# GOAL OF THE EXERCISE
Go through the records and report each line in which the word "filter" occurs.

# EXCERPTED DATA
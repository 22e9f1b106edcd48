//! Error types for the query crate.

use thiserror::Error;

/// Errors that can occur when running a list query.
#[derive(Debug, Error)]
pub enum QueryError {
    /// A pagination parameter was zero.
    ///
    /// Pages are 1-based and must hold at least one record; a zero here is a
    /// programming error in the caller, not an empty result.
    #[error("invalid query: {param} must be a positive integer, got {value}")]
    InvalidQuery { param: &'static str, value: usize },

    /// A filter value could not be compiled for a pattern comparator.
    #[error("invalid filter pattern: {0}")]
    InvalidPattern(#[from] regex::Error),
}

impl QueryError {
    pub(crate) fn invalid(param: &'static str, value: usize) -> Self {
        Self::InvalidQuery { param, value }
    }

    /// Returns `true` if this is an [`QueryError::InvalidQuery`] error.
    pub fn is_invalid_query(&self) -> bool {
        matches!(self, Self::InvalidQuery { .. })
    }
}

/// Result type for query operations.
pub type Result<T> = std::result::Result<T, QueryError>;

# YOUR SOLUTION
    /// A filter value could not be compiled for a pattern comparator.
    #[error("invalid filter pattern: {0}")]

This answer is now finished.